Input for this task below:

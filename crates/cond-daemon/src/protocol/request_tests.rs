// SPDX-License-Identifier: MIT
// Copyright (c) 2026 Conductor Contributors

use cond_core::NamespaceId;

use super::*;
use crate::protocol::types::FieldPatch;

#[test]
fn envelope_flattens_password_alongside_the_tagged_request() {
    let envelope = Envelope { password: "s3cret".into(), request: Request::Ping };
    let value = serde_json::to_value(&envelope).unwrap();
    assert_eq!(value["password"], "s3cret");
    assert_eq!(value["type"], "Ping");
}

#[test]
fn envelope_password_defaults_to_empty_when_omitted() {
    let value = serde_json::json!({"type": "Ping"});
    let envelope: Envelope = serde_json::from_value(value).unwrap();
    assert_eq!(envelope.password, "");
}

#[test]
fn namespace_create_round_trips_with_optional_description_omitted() {
    let value = serde_json::json!({"type": "NamespaceCreate", "name": "acme"});
    let request: Request = serde_json::from_value(value).unwrap();
    match request {
        Request::NamespaceCreate { name, description } => {
            assert_eq!(name, "acme");
            assert_eq!(description, None);
        }
        other => panic!("unexpected request: {other:?}"),
    }
}

#[test]
fn namespace_update_description_patch_decodes_through_field_patch() {
    let value = serde_json::json!({
        "type": "NamespaceUpdate",
        "id": NamespaceId::new(),
        "description": {"op": "clear"},
    });
    let request: Request = serde_json::from_value(value).unwrap();
    match request {
        Request::NamespaceUpdate { name, description, .. } => {
            assert_eq!(name, None);
            assert_eq!(description, FieldPatch::Clear);
        }
        other => panic!("unexpected request: {other:?}"),
    }
}

#[test]
fn scheduler_watch_queue_round_trips() {
    let id = NamespaceId::new();
    let request = Request::SchedulerWatchQueue { namespace_id: id };
    let value = serde_json::to_value(&request).unwrap();
    let decoded: Request = serde_json::from_value(value).unwrap();
    match decoded {
        Request::SchedulerWatchQueue { namespace_id } => assert_eq!(namespace_id, id),
        other => panic!("unexpected request: {other:?}"),
    }
}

End of Input for this task.

Assignment:
In the entries above, find each line containing the string "NamespaceId" and copy it.

Reply:
use cond_core::NamespaceId;
        "id": NamespaceId::new(),
    let id = NamespaceId::new();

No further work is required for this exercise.